• Directions for this task: Go through the entries, filter for the word "virtualDaaScore", and copy every line that has it.

• Dataset records:

════

//! # JSON-RPC Chain Client
//!
//! Client session speaking JSON-RPC 2.0 over HTTP POST.
//!
//! | Port call | Method | Reply used |
//! |-----------|--------|------------|
//! | `connect` | `ping` | any result |
//! | `server_info` | `getServerInfo` | `serverVersion`, `networkId` |
//! | `chain_height` | `getBlockDagInfo` | `blockCount`, else `virtualDaaScore` |
//! | `block_at` | `getBlock` | `null` means missing |

use async_trait::async_trait;
use reqwest::Client;
use serde::Deserialize;
use serde_json::{json, Value};
use tracing::debug;

use crate::domain::{BlockSummary, DiscoveryError, NodeEndpoint, ServerInfo};
use crate::ports::{ChainClient, ChainClientFactory};

/// Creates [`JsonRpcChainClient`] sessions.
#[derive(Clone, Debug)]
pub struct JsonRpcClientFactory {
    client: Client,
    network_id: String,
}

impl JsonRpcClientFactory {
    /// Factory for sessions on `network_id`.
    pub fn new(client: Client, network_id: impl Into<String>) -> Self {
        Self {
            client,
            network_id: network_id.into(),
        }
    }
}

impl ChainClientFactory for JsonRpcClientFactory {
    fn create(&self, endpoint: &NodeEndpoint) -> Result<Box<dyn ChainClient>, DiscoveryError> {
        Ok(Box::new(JsonRpcChainClient {
            client: self.client.clone(),
            endpoint: endpoint.url.clone(),
            rpc_url: rpc_url(&endpoint.url),
            network_id: self.network_id.clone(),
            next_id: 1,
        }))
    }
}

/// Map websocket endpoints onto their HTTP equivalents.
fn rpc_url(url: &str) -> String {
    if let Some(rest) = url.strip_prefix("wss://") {
        format!("https://{rest}")
    } else if let Some(rest) = url.strip_prefix("ws://") {
        format!("http://{rest}")
    } else {
        url.to_string()
    }
}

#[derive(Debug, Deserialize)]
struct RpcReply {
    #[serde(default)]
    result: Option<Value>,
    #[serde(default)]
    error: Option<RpcError>,
}

#[derive(Debug, Deserialize)]
struct RpcError {
    code: i64,
    message: String,
}

/// One JSON-RPC session.
#[derive(Debug)]
pub struct JsonRpcChainClient {
    client: Client,
    endpoint: String,
    rpc_url: String,
    network_id: String,
    next_id: u64,
}

impl JsonRpcChainClient {
    async fn call(&mut self, method: &str, params: Value) -> Result<Value, DiscoveryError> {
        let id = self.next_id;
        self.next_id += 1;

        let body = json!({
            "jsonrpc": "2.0",
            "id": id,
            "method": method,
            "params": params,
        });
        debug!(endpoint = %self.endpoint, method, id, "[archive-discovery] rpc call");

        let resp = self
            .client
            .post(&self.rpc_url)
            .json(&body)
            .send()
            .await
            .map_err(|e| DiscoveryError::connection(&self.endpoint, e))?;

        let status = resp.status();
        if !status.is_success() {
            return Err(DiscoveryError::protocol(
                &self.endpoint,
                format!("{method} answered {status}"),
            ));
        }

        let reply: RpcReply = resp
            .json()
            .await
            .map_err(|e| DiscoveryError::protocol(&self.endpoint, format!("{method}: {e}")))?;

        if let Some(err) = reply.error {
            return Err(DiscoveryError::protocol(
                &self.endpoint,
                format!("{method} error {}: {}", err.code, err.message),
            ));
        }
        Ok(reply.result.unwrap_or(Value::Null))
    }
}

fn parse_height(endpoint: &str, info: &Value) -> Result<u64, DiscoveryError> {
    ["blockCount", "virtualDaaScore"]
        .iter()
        .find_map(|field| match info.get(*field) {
            Some(Value::Number(n)) => n.as_u64(),
            Some(Value::String(s)) => s.parse().ok(),
            _ => None,
        })
        .ok_or_else(|| DiscoveryError::protocol(endpoint, "getBlockDagInfo carries no height"))
}

#[async_trait]
impl ChainClient for JsonRpcChainClient {
    fn endpoint(&self) -> &str {
        &self.endpoint
    }

    async fn connect(&mut self) -> Result<(), DiscoveryError> {
        self.call("ping", json!({})).await.map(|_| ())
    }

    async fn server_info(&mut self) -> Result<ServerInfo, DiscoveryError> {
        let value = self.call("getServerInfo", json!({})).await?;
        let mut info: ServerInfo = serde_json::from_value(value)
            .map_err(|e| DiscoveryError::protocol(&self.endpoint, format!("getServerInfo: {e}")))?;
        if info.network_id.is_none() {
            info.network_id = Some(self.network_id.clone());
        }
        Ok(info)
    }

    async fn chain_height(&mut self) -> Result<u64, DiscoveryError> {
        let value = self.call("getBlockDagInfo", json!({})).await?;
        parse_height(&self.endpoint, &value)
    }

    async fn block_at(&mut self, height: u64) -> Result<Option<BlockSummary>, DiscoveryError> {
        let value = self
            .call(
                "getBlock",
                json!({"height": height, "includeTransactions": false}),
            )
            .await?;
        if value.is_null() {
            return Ok(None);
        }
        let hash = value
            .get("hash")
            .or_else(|| value.pointer("/header/hash"))
            .and_then(Value::as_str)
            .map(str::to_string);
        Ok(Some(BlockSummary { height, hash }))
    }

    async fn close(&mut self) -> Result<(), DiscoveryError> {
        // Stateless transport; nothing to release beyond the pooled client.
        Ok(())
    }
}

════

• Result of this task:
//! | `chain_height` | `getBlockDagInfo` | `blockCount`, else `virtualDaaScore` |
    ["blockCount", "virtualDaaScore"]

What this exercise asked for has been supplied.